Information sharing at such magnitude has led to many changes, including the journalism world. In a 2010 Reuters Institute and Oxford University paper, nearly all of the news editors surveyed said that, while social media has helped newsrooms receive breaking news faster, doubts over accuracy, the need for verification and the loss of control over information have become the main risks facing their profession.
Such information sharing has also blurred the public and private spheres, enabling the rise of bloggers who aren’t part of the institutional press but, nevertheless, cover national or political issues. Their emergence has resulted in a more dynamic and lively media. But it has also raised several concerns, such as misinformation and accountability tackled during a recent Senate hearing on fake news.
The hearing was prompted by a blog post, claiming that seven senators refused to sign a proposed resolution decrying the prevalence of extrajudicial killings in the country, involving teenagers in particular.
The senators alluded to cried foul, asserting that the blog post amounts to cyber libel as defined in the Cybercrime Prevention Act (Republic Act 10157). They also point to Article 154 of the Revised Penal Code, criminalizing the publication of “any false news that may endanger the public order, or cause damage to the interest or credit of the State.” In 2014 the Supreme Court ruled that the Revised Penal Code applied to the digital world, when it upheld the constitutionality of the Cybercrime Prevention Act.
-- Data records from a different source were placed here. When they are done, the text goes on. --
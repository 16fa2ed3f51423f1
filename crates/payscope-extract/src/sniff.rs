const CANDIDATE_DELIMITERS: [u8; 3] = [b',', b';', b'\t'];

/// Sniffs the field delimiter from the first line by picking whichever
/// candidate splits it into the most fields. Falls back to comma on a tie
/// or when no candidate appears at all (spec.md §4.3 sniff-ambiguity
/// fallback).
pub fn detect_delimiter(text: &str) -> u8 {
    let first_line = text.lines().next().unwrap_or("");
    CANDIDATE_DELIMITERS
        .iter()
        .copied()
        .max_by_key(|&d| first_line.bytes().filter(|&b| b == d).count())
        .filter(|&d| first_line.bytes().any(|b| b == d))
        .unwrap_or(b',')
}

/// Decodes raw bytes as UTF-8 if valid; otherwise detects the likely
/// encoding and transcodes, falling back to UTF-8 lossy decoding if
/// detection itself is inconclusive.
pub fn decode_bytes(bytes: &[u8]) -> String {
    if let Ok(text) = std::str::from_utf8(bytes) {
        return text.to_string();
    }

    let mut detector = chardetng::EncodingDetector::new();
    detector.feed(bytes, true);
    let encoding = detector.guess(None, true);
    let (decoded, _, _) = encoding.decode(bytes);
    decoded.into_owned()
}

#[cfg(test)]
mod tests {
    use super::*;

    #[test]
    fn detects_comma_delimiter() {
        assert_eq!(detect_delimiter("a,b,c\n1,2,3"), b',');
    }

    #[test]
    fn detects_semicolon_delimiter() {
        assert_eq!(detect_delimiter("a;b;c\n1;2;3"), b';');
    }

    #[test]
    fn falls_back_to_comma_when_ambiguous() {
        assert_eq!(detect_delimiter("just one column"), b',');
    }

    #[test]
    fn decodes_valid_utf8_directly() {
        assert_eq!(decode_bytes("héllo".as_bytes()), "héllo");
    }
}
The bloggers assert that, as private citizens, they have no obligation to uphold fairness in their posts nor are they bound by journalistic ethics. Such preposterous claims have truly disturbing implications. Anyone with an Internet connection can post or share anything they think of, including content considered libelous, defamatory, sacrilegious or seditious with impunity.
Such stance makes for inhumanity and lawlessness, a gross abuse of the new medium of the Internet. The simple truth is that the Internet does not, and should not, change humanity’s rules of civility and decency.
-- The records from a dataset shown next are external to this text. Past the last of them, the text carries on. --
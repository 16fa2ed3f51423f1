use chrono::{DateTime, Utc};
use rust_decimal::Decimal;
use serde::{Deserialize, Serialize};
use uuid::Uuid;

/// Current schema version stamped on every canonical row and audit event.
/// Bump when the canonical shape changes in a way consumers must know about.
pub const CURRENT_SCHEMA_VERSION: &str = "1.0";

fn parse_semver_like(version: &str) -> Option<(u32, u32)> {
    let mut parts = version.splitn(2, '.');
    let major = parts.next()?.parse().ok()?;
    let minor = parts.next().unwrap_or("0").parse().ok()?;
    Some((major, minor))
}

/// Guards against ingesting a record stamped with a `schema_version` newer
/// than this process understands (spec.md §3.1 SUPPLEMENT): rather than
/// guessing at a migration, the caller routes the record to the DLQ with
/// `error_class = "schema_violation"`. An unparseable version string is
/// treated the same way a newer one would be, since a process that can't
/// even read the version number can't promise it understands the record.
pub fn check_schema_compatibility(found: &str) -> Result<(), crate::error::PayScopeError> {
    let current = parse_semver_like(CURRENT_SCHEMA_VERSION).expect("CURRENT_SCHEMA_VERSION is well-formed");
    let is_compatible = parse_semver_like(found).is_some_and(|v| v <= current);
    if is_compatible {
        Ok(())
    } else {
        Err(crate::error::PayScopeError::SchemaViolation {
            found: found.to_string(),
            current: CURRENT_SCHEMA_VERSION.to_string(),
        })
    }
}

#[cfg(test)]
mod schema_compatibility_tests {
    use super::*;

    #[test]
    fn current_version_is_compatible() {
        assert!(check_schema_compatibility(CURRENT_SCHEMA_VERSION).is_ok());
    }

    #[test]
    fn older_minor_version_is_compatible() {
        assert!(check_schema_compatibility("0.9").is_ok());
    }

    #[test]
    fn newer_version_is_a_schema_violation() {
        let err = check_schema_compatibility("2.0").unwrap_err();
        assert_eq!(err.error_class(), "schema_violation");
    }

    #[test]
    fn unparseable_version_is_a_schema_violation() {
        assert!(check_schema_compatibility("not-a-version").is_err());
    }
}

#[derive(Debug, Clone, Copy, PartialEq, Eq, Serialize, Deserialize)]
#[serde(rename_all = "kebab-case")]
pub enum FileFormat {
    PdfDigital,
    PdfScanned,
    Csv,
    Xlsx,
}

/// Immutable raw upload. Created at upload time, never mutated; destroyed
/// only by the retention sweep in `apps/outbox-drainer`.
#[derive(Debug, Clone, Serialize, Deserialize)]
pub struct Artifact {
    pub artifact_id: Uuid,
    pub bank_id: Uuid,
    pub object_key: String,
    pub file_format: FileFormat,
    pub sha256: String,
    pub upload_time: DateTime<Utc>,
}

#[derive(Debug, Clone, Copy, PartialEq, Eq, Serialize, Deserialize)]
#[serde(rename_all = "SCREAMING_SNAKE_CASE")]
pub enum JobStatus {
    Pending,
    Running,
    Succeeded,
    Failed,
    Dlq,
}

impl JobStatus {
    /// SUCCEEDED and DLQ are the only terminal states; callers use this to
    /// guard against claiming or retrying a job that's already done.
    pub fn is_terminal(self) -> bool {
        matches!(self, JobStatus::Succeeded | JobStatus::Dlq)
    }
}

/// Unit of processing for one artifact. Transitions only forward through
/// the pipeline; `payscope-jobs` is the sole writer of this row.
#[derive(Debug, Clone, Serialize, Deserialize)]
pub struct ParseJob {
    pub job_id: Uuid,
    pub artifact_id: Uuid,
    pub status: JobStatus,
    pub attempt_count: i32,
    pub last_error: Option<String>,
    pub claim_token: Option<Uuid>,
}

#[derive(Debug, Clone, Copy, PartialEq, Eq, Serialize, Deserialize)]
#[serde(rename_all = "snake_case")]
pub enum ElementType {
    Text,
    Table,
    Line,
    Cell,
}

/// Axis-aligned bounding box in page coordinates, `(x0, y0, x1, y1)`.
#[derive(Debug, Clone, Copy, PartialEq, Serialize, Deserialize)]
pub struct BoundingBox {
    pub x0: f64,
    pub y0: f64,
    pub x1: f64,
    pub y1: f64,
}

/// Back-reference from an extracted element to the artifact and location
/// it was read from (page number, or sheet name + row for tabular sources).
#[derive(Debug, Clone, Serialize, Deserialize)]
pub struct SourceRef {
    pub artifact_id: Uuid,
    pub object_key: String,
    pub row_or_page: i64,
    pub sheet_name: Option<String>,
}

/// One element of an `IntermediateDocument`: a span of text with its layout
/// position and, for OCR'd or tabular sources, a confidence score.
#[derive(Debug, Clone, Serialize, Deserialize)]
pub struct DocumentElement {
    pub page: i32,
    pub element_type: ElementType,
    pub text: String,
    pub bbox: Option<BoundingBox>,
    pub ocr_confidence: Option<f64>,
    pub source_ref: SourceRef,
}

/// Per-page ordered sequence of elements produced by the extractor (C3).
#[derive(Debug, Clone, Serialize, Deserialize)]
pub struct IntermediateDocument {
    pub artifact_id: Uuid,
    pub elements: Vec<DocumentElement>,
}

#[derive(Debug, Clone, Copy, PartialEq, Eq, Serialize, Deserialize)]
#[serde(rename_all = "snake_case")]
pub enum FieldTag {
    Amount,
    Currency,
    TransactionId,
    Date,
    Status,
    None,
}

impl FieldTag {
    /// Deterministic tie-break order used when two candidate tags score
    /// within the tagger's epsilon; lower index wins.
    pub const TIE_BREAK_ORDER: [FieldTag; 5] = [
        FieldTag::TransactionId,
        FieldTag::Date,
        FieldTag::Amount,
        FieldTag::Currency,
        FieldTag::Status,
    ];

    pub fn tie_break_rank(self) -> usize {
        Self::TIE_BREAK_ORDER
            .iter()
            .position(|t| *t == self)
            .unwrap_or(Self::TIE_BREAK_ORDER.len())
    }
}

/// An `IntermediateDocument` element plus the field tag assigned to it by
/// the layout tagger (C4).
#[derive(Debug, Clone, Serialize, Deserialize)]
pub struct LayoutTaggedElement {
    pub element: DocumentElement,
    pub field_tag: FieldTag,
    pub tag_confidence: f64,
}

#[derive(Debug, Clone, Copy, PartialEq, Eq, Serialize, Deserialize)]
#[serde(rename_all = "SCREAMING_SNAKE_CASE")]
pub enum LifecycleStage {
    Auth,
    Clearing,
    Settlement,
}

impl LifecycleStage {
    /// Forward order of the payment lifecycle; used to reject out-of-order
    /// graph transitions (e.g. SETTLED before AUTHORIZED) in the persister.
    pub fn ordinal(self) -> u8 {
        match self {
            LifecycleStage::Auth => 0,
            LifecycleStage::Clearing => 1,
            LifecycleStage::Settlement => 2,
        }
    }
}

/// Where a row's canonical mapping came from: the model, or the rule-based
/// fallback used when the model is unavailable (spec.md §4.5).
#[derive(Debug, Clone, Copy, PartialEq, Eq, Serialize, Deserialize)]
#[serde(rename_all = "snake_case")]
pub enum MappingSource {
    Model,
    Rule,
}

/// Identifies the artifact location a canonical transaction was derived
/// from, carried forward for audit and reprocessing.
#[derive(Debug, Clone, Serialize, Deserialize)]
pub struct RawSourceRef {
    pub artifact_id: Uuid,
    pub object_key: String,
    pub row_or_page: i64,
}

/// A normalized payment transaction (TransactionFact). The unit of
/// persistence fanned out across all four canonical stores.
#[derive(Debug, Clone, Serialize, Deserialize)]
pub struct CanonicalTransaction {
    pub transaction_id: String,
    pub amount: Decimal,
    pub currency: String,
    pub timestamp_utc: DateTime<Utc>,
    pub lifecycle_stage: LifecycleStage,
    pub merchant_id: String,
    pub card_network: String,
    pub bank_id: Uuid,
    pub raw_source_ref: RawSourceRef,
    pub confidence_score: f64,
    pub schema_version: String,
    pub mapping_source: MappingSource,
}

impl CanonicalTransaction {
    /// The `(bank_id, transaction_id, lifecycle_stage, schema_version)`
    /// tuple that invariant 2 requires to be globally unique.
    pub fn dedupe_key(&self) -> (Uuid, String, LifecycleStage, String) {
        (
            self.bank_id,
            self.transaction_id.clone(),
            self.lifecycle_stage,
            self.schema_version.clone(),
        )
    }
}

/// A batch of transactions ingested from one artifact (ReportFact).
#[derive(Debug, Clone, Serialize, Deserialize)]
pub struct CanonicalReport {
    pub report_id: Uuid,
    pub report_type: String,
    pub ingestion_time: DateTime<Utc>,
    pub source_network: String,
    pub record_count: i64,
    pub schema_version: String,
    pub bank_id: Uuid,
}

#[derive(Debug, Clone, Copy, PartialEq, Eq, Serialize, Deserialize)]
#[serde(rename_all = "SCREAMING_SNAKE_CASE")]
pub enum EventType {
    Ingest,
    AgentDecision,
    Forecast,
}

/// Append-only ledger entry. `artifact_hash` is the sha256 of the
/// canonical JSON encoding of whatever payload the event attests to.
#[derive(Debug, Clone, Serialize, Deserialize)]
pub struct AuditEvent {
    pub event_id: Uuid,
    pub event_type: EventType,
    pub artifact_hash: String,
    pub schema_version: String,
    pub timestamp: DateTime<Utc>,
}

impl AuditEvent {
    /// Field validation from `spec.md` §4.10: hash shape, non-empty schema
    /// version. UUID and RFC-3339 shape are enforced by the field types
    /// themselves once deserialized.
    pub fn is_well_formed(&self) -> bool {
        crate::canonical_json::is_valid_sha256_hex(&self.artifact_hash) && !self.schema_version.is_empty()
    }
}

/// Off-chain companion row recorded alongside an audit event so an auditor
/// can recompute the hash from source data (spec.md §4.10).
#[derive(Debug, Clone, Serialize, Deserialize)]
pub struct AuditCompanion {
    pub model_version: Option<String>,
    pub prompt_version: Option<String>,
    pub schema_version: String,
    pub input_hash: String,
    pub output_hash: String,
    pub confidence: f64,
    pub ledger_event_id: Uuid,
    pub bank_id: Uuid,
}

#[cfg(test)]
mod tests {
    use super::*;

    #[test]
    fn lifecycle_stage_ordinals_are_monotone() {
        assert!(LifecycleStage::Auth.ordinal() < LifecycleStage::Clearing.ordinal());
        assert!(LifecycleStage::Clearing.ordinal() < LifecycleStage::Settlement.ordinal());
    }

    #[test]
    fn field_tag_tie_break_prefers_transaction_id() {
        assert_eq!(FieldTag::TransactionId.tie_break_rank(), 0);
        assert!(FieldTag::TransactionId.tie_break_rank() < FieldTag::Date.tie_break_rank());
        assert!(FieldTag::Date.tie_break_rank() < FieldTag::Amount.tie_break_rank());
    }

    #[test]
    fn job_status_terminal_states() {
        assert!(JobStatus::Succeeded.is_terminal());
        assert!(JobStatus::Dlq.is_terminal());
        assert!(!JobStatus::Running.is_terminal());
        assert!(!JobStatus::Pending.is_terminal());
    }
}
Let’s take a look at sovereignty, a more familiar and older theme.
After the Cold War ended, an intensified movement for global trading ensued. Globalization benefited many as the trade and technology flows between countries increased the prosperity levels for a third of humanity never before seen in history. A 2014 McKinsey Global Institute report estimated that one in three goods traded crossed national borders, and more than one-third of financial investments were international transactions. In 2012 such flows of goods, services and funds amounted to roughly $26 trillion. Countries that were more connected to these global flows increased their GDP growth by up to 40 percent.
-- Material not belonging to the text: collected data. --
use axum::extract::{Request, State};
use axum::http::{HeaderMap, StatusCode};
use axum::middleware::Next;
use axum::response::{IntoResponse, Response};
use payscope_core::error::PayScopeError;
use payscope_tenant::{check_tenant_header, TenantContext};
use uuid::Uuid;

use crate::error::ApiError;
use crate::state::AppState;

fn bearer_token(headers: &HeaderMap) -> Result<&str, PayScopeError> {
    headers
        .get(axum::http::header::AUTHORIZATION)
        .and_then(|v| v.to_str().ok())
        .and_then(|v| v.strip_prefix("Bearer "))
        .ok_or_else(|| PayScopeError::AuthError {
            reason: "missing Authorization: Bearer <token> header".to_string(),
        })
}

fn bank_id_header(headers: &HeaderMap) -> Result<Uuid, PayScopeError> {
    headers
        .get("X-Bank-Id")
        .and_then(|v| v.to_str().ok())
        .ok_or_else(|| PayScopeError::AuthError {
            reason: "missing X-Bank-Id header".to_string(),
        })
        .and_then(|raw| {
            Uuid::parse_str(raw).map_err(|_| PayScopeError::AuthError {
                reason: "X-Bank-Id is not a valid UUID".to_string(),
            })
        })
}

/// Verifies the bearer token, enforces that `X-Bank-Id` matches the
/// token's `bank_id` (spec.md §6), and injects a `TenantContext` for
/// downstream handlers. Every authenticated route runs behind this.
pub async fn auth_guard(
    State(state): State<AppState>,
    headers: HeaderMap,
    mut request: Request,
    next: Next,
) -> Response {
    let result = (|| -> Result<TenantContext, PayScopeError> {
        let token = bearer_token(&headers)?;
        let claims = state.token_verifier.verify(token)?;
        let header_bank_id = bank_id_header(&headers)?;
        check_tenant_header(&claims, header_bank_id)?;
        Ok(TenantContext::from_claims(claims))
    })();

    match result {
        Ok(ctx) => {
            request.extensions_mut().insert(ctx);
            next.run(request).await
        }
        Err(e) => ApiError::from(e).into_response(),
    }
}

/// Gate placed in front of `/admin/*` routes, on top of `auth_guard`:
/// requires the authenticated tenant context to carry the ADMIN role
/// (spec.md §4.15).
pub async fn admin_guard(request: Request, next: Next) -> Response {
    match request.extensions().get::<TenantContext>() {
        Some(ctx) if ctx.role.is_admin() => next.run(request).await,
        Some(_) => (StatusCode::FORBIDDEN, "admin role required").into_response(),
        None => (StatusCode::INTERNAL_SERVER_ERROR, "tenant_not_bound").into_response(),
    }
}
Globalization was easily facilitated by the so-called Bretton Woods institutions like the World Bank, International Monetary Fund and the United Nations, the dominant supranational organizations.
Globalization, however, did not lift the welfare, much less wealth of the bottom third of humanity.
Through the years, disenfranchisement of vulnerable sectors by the globalized system intensified. According to a 2016 Foreign Policy, the disenchantment against globalization gave rise to nationalism and isolationism, growing hostility against immigrants (or foreigners in general) and loss of faith in international institutions.
These fissures climaxed with Brexit and the victory of Donald J. Trump’s “America First” platform. They also explain, I believe, why a number of our high officials readily invoke Philippines’s sovereignty against inquisitive states or international organizations’ human-rights monitors.
The plain fact, however, is the Philippines already surrendered part of its sovereign rights when it subscribed to the UN and the Asean Charters. Or when it ratified the World Trade Organization, the Paris Accord, the Treaty establishing the International Court of Justice and many other international covenants.
Such self-imposed constraint is necessary for peace and stability, and a clear demonstration of our abiding dedication to a rules-based world order.
Globalization has it pitfalls—the biggest of all, I believe, is the enabling of the 1 percent of the society’s elite in accumulating wealth and power, while disenfranchising the masses.
That’s a grave cause for dismay. But it should not make us lose hope. Reform movements in history regularly occur and triumph. And, in this age of rapid communication and transportation, such changes will come sooner than later. We just have to remain patient and stay focused.